Corporate suits and Robinson don’t completely ruin Klaxons, despite their attempt here. Every once in a while, Klaxons remind you why they seemed so exciting circa “Golden Skans.” Opener “Echoes,” for instance, is delirious in its interstellar choruses. “Venusia” has a body-rattling bass line that bears some of the dubstep influence Klaxons claimed, and “Flashover” might be the best musical answer to a War of the Worlds alien invasion.

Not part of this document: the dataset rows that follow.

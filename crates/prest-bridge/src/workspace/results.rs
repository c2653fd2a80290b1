//! Datasets produced by analyses: estimates, consistency counts, integrity
//! issues and tuple intransitivities.

use std::collections::BTreeSet;
use std::hash::Hash;
use std::io::{Read, Write};

use indexmap::IndexSet;

use super::dataset::{AltSet, SubjectTable, TableCodec, read_header, write_header};
use crate::codec::{
    BytesCodec, Codec, CodecError, Mapped, ProgressCodec, ProgressError, Record, SetOf, StrCodec,
    TaggedUnion, UnitCodec, VarintCodec, mapped, record_of, sequence_of, set_of,
};
use crate::progress::Step;

/// Estimation response for one subject, as packed by the core.
pub type PackedEstimate = Vec<u8>;

/// Unordered tuple of alternatives.
pub type AltTuple = BTreeSet<u64>;

/// Unordered tuple of menus.
pub type MenuTuple = BTreeSet<AltTuple>;

/// Implements [`SubjectTable`] for a result whose subjects follow the header
/// directly, with an optional varint trailer field.
macro_rules! subject_table {
    ($ty:ty, $subject:ty) => {
        impl SubjectTable for $ty {
            type Subject = $subject;
            type Trailer = ();

            fn header(&self) -> (&str, &[String]) {
                (&self.name, &self.alternatives)
            }

            fn subjects(&self) -> &Vec<$subject> {
                &self.subjects
            }

            fn trailer(&self) {}

            fn assemble(
                name: String,
                alternatives: Vec<String>,
                subjects: Vec<$subject>,
                (): (),
            ) -> Self {
                Self {
                    name,
                    alternatives,
                    subjects,
                }
            }
        }
    };
    ($ty:ty, $subject:ty, $trailer:ident) => {
        impl SubjectTable for $ty {
            type Subject = $subject;
            type Trailer = u64;

            fn header(&self) -> (&str, &[String]) {
                (&self.name, &self.alternatives)
            }

            fn subjects(&self) -> &Vec<$subject> {
                &self.subjects
            }

            fn trailer(&self) -> u64 {
                self.$trailer
            }

            fn assemble(
                name: String,
                alternatives: Vec<String>,
                subjects: Vec<$subject>,
                $trailer: u64,
            ) -> Self {
                Self {
                    name,
                    alternatives,
                    subjects,
                    $trailer,
                }
            }
        }
    };
}

#[derive(Debug, Clone, PartialEq, Eq)]
pub struct EstimationResult {
    pub name: String,
    pub alternatives: Vec<String>,
    pub subjects: Vec<PackedEstimate>,
}

subject_table!(EstimationResult, PackedEstimate);

pub fn estimation_result_codec() -> impl ProgressCodec<Value = EstimationResult> {
    TableCodec::<EstimationResult, _, _>::new(BytesCodec, UnitCodec)
}

/// Violation counts for cycles of one length.
#[derive(Debug, Clone, Copy, PartialEq, Eq)]
pub struct CycleRow {
    pub cycle_length: u64,
    pub garp: u64,
    pub sarp: u64,
    pub garp_binary_menus: u64,
    pub sarp_binary_menus: u64,
    pub binary_intransitivities: u64,
}

impl_record!(CycleRow, "Row" {
    cycle_length: u64,
    garp: u64,
    sarp: u64,
    garp_binary_menus: u64,
    sarp_binary_menus: u64,
    binary_intransitivities: u64,
});

/// Consistency counts of one subject as computed by the core.
#[derive(Debug, Clone, PartialEq, Eq)]
pub struct RawConsistency {
    pub name: String,
    pub rows: Vec<CycleRow>,
    pub warp_pairs: u64,
    pub warp_all: u64,
    pub contraction_consistency_pairs: u64,
    pub contraction_consistency_all: u64,
}

impl_record!(RawConsistency, "SubjectRaw" {
    name: String,
    rows: Vec<CycleRow>,
    warp_pairs: u64,
    warp_all: u64,
    contraction_consistency_pairs: u64,
    contraction_consistency_all: u64,
});

/// Raw counts plus their totals over all cycle lengths. The totals are stored,
/// not recomputed on load.
#[derive(Debug, Clone, PartialEq, Eq)]
pub struct ConsistencySubject {
    pub raw: RawConsistency,
    pub total_garp: u64,
    pub total_sarp: u64,
    pub total_garp_binary_menus: u64,
    pub total_sarp_binary_menus: u64,
    pub total_binary_intransitivities: u64,
}

impl ConsistencySubject {
    pub fn from_raw(raw: RawConsistency) -> Self {
        let total = |f: fn(&CycleRow) -> u64| -> u64 { raw.rows.iter().map(f).sum() };
        Self {
            total_garp: total(|r| r.garp),
            total_sarp: total(|r| r.sarp),
            total_garp_binary_menus: total(|r| r.garp_binary_menus),
            total_sarp_binary_menus: total(|r| r.sarp_binary_menus),
            total_binary_intransitivities: total(|r| r.binary_intransitivities),
            raw,
        }
    }
}

impl_record!(ConsistencySubject, "Subject" {
    raw: RawConsistency,
    total_garp: u64,
    total_sarp: u64,
    total_garp_binary_menus: u64,
    total_sarp_binary_menus: u64,
    total_binary_intransitivities: u64,
});

#[derive(Debug, Clone, PartialEq, Eq)]
pub struct DeterministicConsistencyResult {
    pub name: String,
    pub alternatives: Vec<String>,
    pub subjects: Vec<ConsistencySubject>,
    pub max_cycle_length: u64,
}

subject_table!(DeterministicConsistencyResult, ConsistencySubject, max_cycle_length);

pub fn deterministic_consistency_codec()
-> Result<impl ProgressCodec<Value = DeterministicConsistencyResult>, CodecError> {
    let row = record_of::<CycleRow, _>((
        VarintCodec,
        VarintCodec,
        VarintCodec,
        VarintCodec,
        VarintCodec,
        VarintCodec,
    ))?;
    let raw = record_of::<RawConsistency, _>((
        StrCodec,
        sequence_of(row),
        VarintCodec,
        VarintCodec,
        VarintCodec,
        VarintCodec,
    ))?;
    let subject = record_of::<ConsistencySubject, _>((
        raw,
        VarintCodec,
        VarintCodec,
        VarintCodec,
        VarintCodec,
        VarintCodec,
    ))?;
    Ok(TableCodec::<DeterministicConsistencyResult, _, _>::new(subject, VarintCodec))
}

/// Violation counts of the stochastic transitivity axioms.
#[derive(Debug, Clone, PartialEq, Eq)]
pub struct StochasticSubject {
    pub name: String,
    pub weak_stochastic_transitivity: u64,
    pub moderate_stochastic_transitivity: u64,
    pub strong_stochastic_transitivity: u64,
    pub regularity: u64,
}

impl_record!(StochasticSubject, "Subject" {
    name: String,
    weak_stochastic_transitivity: u64,
    moderate_stochastic_transitivity: u64,
    strong_stochastic_transitivity: u64,
    regularity: u64,
});

#[derive(Debug, Clone, PartialEq, Eq)]
pub struct StochasticConsistencyResult {
    pub name: String,
    pub alternatives: Vec<String>,
    pub subjects: Vec<StochasticSubject>,
    pub max_cycle_length: u64,
}

subject_table!(StochasticConsistencyResult, StochasticSubject, max_cycle_length);

pub fn stochastic_consistency_codec()
-> Result<impl ProgressCodec<Value = StochasticConsistencyResult>, CodecError> {
    let subject = record_of::<StochasticSubject, _>((
        StrCodec,
        VarintCodec,
        VarintCodec,
        VarintCodec,
        VarintCodec,
    ))?;
    Ok(TableCodec::<StochasticConsistencyResult, _, _>::new(subject, VarintCodec))
}

#[derive(Debug, Clone, PartialEq, Eq)]
pub struct RepeatedMenu {
    pub menu: AltSet,
}

impl_record!(RepeatedMenu, "RepeatedMenu" { menu: AltSet });

#[derive(Debug, Clone, PartialEq, Eq)]
pub struct ChoiceNotInMenu {
    pub menu: AltSet,
    pub choice: u64,
}

impl_record!(ChoiceNotInMenu, "ChoiceNotInMenu" { menu: AltSet, choice: u64 });

/// Problem found in a subject's raw choices.
#[derive(Debug, Clone, PartialEq, Eq)]
pub enum Issue {
    RepeatedMenu(RepeatedMenu),
    ChoiceNotInMenu(ChoiceNotInMenu),
}

#[derive(Debug, Clone, PartialEq, Eq)]
pub struct IntegritySubject {
    pub name: String,
    pub issues: Vec<Issue>,
}

impl_record!(IntegritySubject, "Subject" { name: String, issues: Vec<Issue> });

#[derive(Debug, Clone, PartialEq, Eq)]
pub struct IntegrityCheck {
    pub name: String,
    pub alternatives: Vec<String>,
    pub subjects: Vec<IntegritySubject>,
}

impl IntegrityCheck {
    pub fn issue_count(&self) -> usize {
        self.subjects.iter().map(|s| s.issues.len()).sum()
    }
}

subject_table!(IntegrityCheck, IntegritySubject);

pub fn issue_codec() -> Result<TaggedUnion<Issue>, CodecError> {
    TaggedUnion::<Issue>::builder("Issue")
        .variant(
            0,
            record_of::<RepeatedMenu, _>((set_of(VarintCodec),))?,
            Issue::RepeatedMenu,
            |i| match i {
                Issue::RepeatedMenu(x) => Some(x),
                _ => None,
            },
        )
        .variant(
            1,
            record_of::<ChoiceNotInMenu, _>((set_of(VarintCodec), VarintCodec))?,
            Issue::ChoiceNotInMenu,
            |i| match i {
                Issue::ChoiceNotInMenu(x) => Some(x),
                _ => None,
            },
        )
        .build()
}

pub fn integrity_check_codec() -> Result<impl ProgressCodec<Value = IntegrityCheck>, CodecError> {
    let subject = record_of::<IntegritySubject, _>((StrCodec, sequence_of(issue_codec()?)))?;
    Ok(TableCodec::<IntegrityCheck, _, _>::new(subject, UnitCodec))
}

/// Preferences aggregated over all subjects; the instances are opaque
/// representations produced by the core.
#[derive(Debug, Clone, PartialEq, Eq)]
pub struct AggregatedPreferences {
    pub name: String,
    pub alternatives: Vec<String>,
    pub instances: Vec<Vec<u8>>,
}

/// The whole response is a single unit of work.
pub struct AggregatedPreferencesCodec;

pub fn aggregated_preferences_codec() -> AggregatedPreferencesCodec {
    AggregatedPreferencesCodec
}

impl ProgressCodec for AggregatedPreferencesCodec {
    type Value = AggregatedPreferences;

    fn size(&self, _value: &AggregatedPreferences) -> u64 {
        1
    }

    fn encode(
        &self,
        steps: &mut dyn Step,
        sink: &mut dyn Write,
        value: &AggregatedPreferences,
    ) -> Result<(), ProgressError> {
        write_header(sink, &value.name, &value.alternatives)?;
        sequence_of(BytesCodec).encode(sink, &value.instances)?;
        steps.step()?;
        Ok(())
    }

    fn decode(
        &self,
        steps: &mut dyn Step,
        source: &mut dyn Read,
    ) -> Result<AggregatedPreferences, ProgressError> {
        let (name, alternatives) = read_header(source)?;
        let instances = sequence_of(BytesCodec).decode(source)?;
        steps.step()?;
        Ok(AggregatedPreferences {
            name,
            alternatives,
            instances,
        })
    }
}

#[derive(Debug, Clone, Copy, PartialEq, Eq)]
pub struct Violations {
    pub garp: u64,
    pub sarp: u64,
}

impl_record!(Violations, "Violations" { garp: u64, sarp: u64 });

/// Interval known to contain an exact value.
#[derive(Debug, Clone, Copy, PartialEq, Eq)]
pub struct BoundEstimate {
    pub lower: u64,
    pub upper: u64,
}

impl BoundEstimate {
    pub fn is_exact(&self) -> bool {
        self.lower == self.upper
    }
}

impl_record!(BoundEstimate, "BoundEstimate" { lower: u64, upper: u64 });

#[derive(Debug, Clone, PartialEq, Eq)]
pub struct BudgetaryConsistencySubject {
    pub name: String,
    /// Violations per cycle length.
    pub violations: Vec<(u64, Violations)>,
    pub warp_strict: u64,
    pub warp_nonstrict: u64,
    pub hm_garp: BoundEstimate,
    pub hm_sarp: BoundEstimate,
    pub hm_warp_strict: BoundEstimate,
    pub hm_warp_nonstrict: BoundEstimate,
}

impl_record!(BudgetaryConsistencySubject, "Subject" {
    name: String,
    violations: Vec<(u64, Violations)>,
    warp_strict: u64,
    warp_nonstrict: u64,
    hm_garp: BoundEstimate,
    hm_sarp: BoundEstimate,
    hm_warp_strict: BoundEstimate,
    hm_warp_nonstrict: BoundEstimate,
});

#[derive(Debug, Clone, PartialEq, Eq)]
pub struct BudgetaryConsistency {
    pub name: String,
    pub alternatives: Vec<String>,
    pub subjects: Vec<BudgetaryConsistencySubject>,
}

subject_table!(BudgetaryConsistency, BudgetaryConsistencySubject);

pub fn budgetary_consistency_codec()
-> Result<impl ProgressCodec<Value = BudgetaryConsistency>, CodecError> {
    let bound = || record_of::<BoundEstimate, _>((VarintCodec, VarintCodec));
    let violations = record_of::<Violations, _>((VarintCodec, VarintCodec))?;
    let subject = record_of::<BudgetaryConsistencySubject, _>((
        StrCodec,
        sequence_of((VarintCodec, violations)),
        VarintCodec,
        VarintCodec,
        bound()?,
        bound()?,
        bound()?,
        bound()?,
    ))?;
    Ok(TableCodec::<BudgetaryConsistency, _, _>::new(subject, UnitCodec))
}

/// Tuples of one size that violate transitivity.
#[derive(Debug, Clone, PartialEq, Eq)]
pub struct TupleRow<T: Hash + Eq> {
    pub tuple_size: u64,
    pub tuples: IndexSet<T>,
}

impl<T: Hash + Eq + Clone> Record for TupleRow<T> {
    const NAME: &'static str = "Row";
    const FIELDS: &'static [&'static str] = &["tuple_size", "tuples"];

    type Fields = (u64, IndexSet<T>);

    fn from_fields((tuple_size, tuples): Self::Fields) -> Self {
        Self { tuple_size, tuples }
    }

    fn to_fields(&self) -> Self::Fields {
        (self.tuple_size, self.tuples.clone())
    }
}

#[derive(Debug, Clone, PartialEq, Eq)]
pub struct TupleSubject<T: Hash + Eq> {
    pub name: String,
    pub rows: Vec<TupleRow<T>>,
}

impl<T: Hash + Eq + Clone> Record for TupleSubject<T> {
    const NAME: &'static str = "Subject";
    const FIELDS: &'static [&'static str] = &["name", "rows"];

    type Fields = (String, Vec<TupleRow<T>>);

    fn from_fields((name, rows): Self::Fields) -> Self {
        Self { name, rows }
    }

    fn to_fields(&self) -> Self::Fields {
        (self.name.clone(), self.rows.clone())
    }
}

/// Intransitive tuples of alternatives.
#[derive(Debug, Clone, PartialEq, Eq)]
pub struct TupleIntransAlts {
    pub name: String,
    pub alternatives: Vec<String>,
    pub subjects: Vec<TupleSubject<AltTuple>>,
}

subject_table!(TupleIntransAlts, TupleSubject<AltTuple>);

/// Intransitive tuples of menus.
#[derive(Debug, Clone, PartialEq, Eq)]
pub struct TupleIntransMenus {
    pub name: String,
    pub alternatives: Vec<String>,
    pub subjects: Vec<TupleSubject<MenuTuple>>,
}

subject_table!(TupleIntransMenus, TupleSubject<MenuTuple>);

fn sorted<T: Ord + Hash>(set: IndexSet<T>) -> BTreeSet<T> {
    set.into_iter().collect()
}

fn unsorted<T: Ord + Hash + Clone>(set: &BTreeSet<T>) -> IndexSet<T> {
    set.iter().cloned().collect()
}

type AltTupleCodec = Mapped<SetOf<VarintCodec>, AltTuple>;

/// Frozen sets are written like sets, in ascending order.
fn alt_tuple_codec() -> AltTupleCodec {
    mapped(set_of(VarintCodec), sorted::<u64>, unsorted::<u64>)
}

fn menu_tuple_codec() -> Mapped<SetOf<AltTupleCodec>, MenuTuple> {
    mapped(
        set_of(alt_tuple_codec()),
        sorted::<AltTuple>,
        unsorted::<AltTuple>,
    )
}

fn tuple_subject_codec<C>(
    tuple: C,
) -> Result<impl Codec<Value = TupleSubject<C::Value>>, CodecError>
where
    C: Codec + 'static,
    C::Value: Hash + Eq + Clone,
{
    let row = record_of::<TupleRow<C::Value>, _>((VarintCodec, set_of(tuple)))?;
    record_of::<TupleSubject<C::Value>, _>((StrCodec, sequence_of(row)))
}

pub fn tuple_intrans_alts_codec()
-> Result<impl ProgressCodec<Value = TupleIntransAlts>, CodecError> {
    let subject = tuple_subject_codec(alt_tuple_codec())?;
    Ok(TableCodec::<TupleIntransAlts, _, _>::new(subject, UnitCodec))
}

pub fn tuple_intrans_menus_codec()
-> Result<impl ProgressCodec<Value = TupleIntransMenus>, CodecError> {
    let subject = tuple_subject_codec(menu_tuple_codec())?;
    Ok(TableCodec::<TupleIntransMenus, _, _>::new(subject, UnitCodec))
}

But any sense that these are the same blokes who had the NME by the short and curlies in 2007 is dashed as soon as you get a look at that ridiculous cover. That these guys are forced to try to create a Weezer-like meme for their album cover is indicative of the myriad of problems with Surfing the Void. There’s no telling how this might have turned out originally, but all we’re left with is this. An album that, at best, serves to remind other bands what happens when their label gets involved in the creative process. The label will make them into a parody of themselves.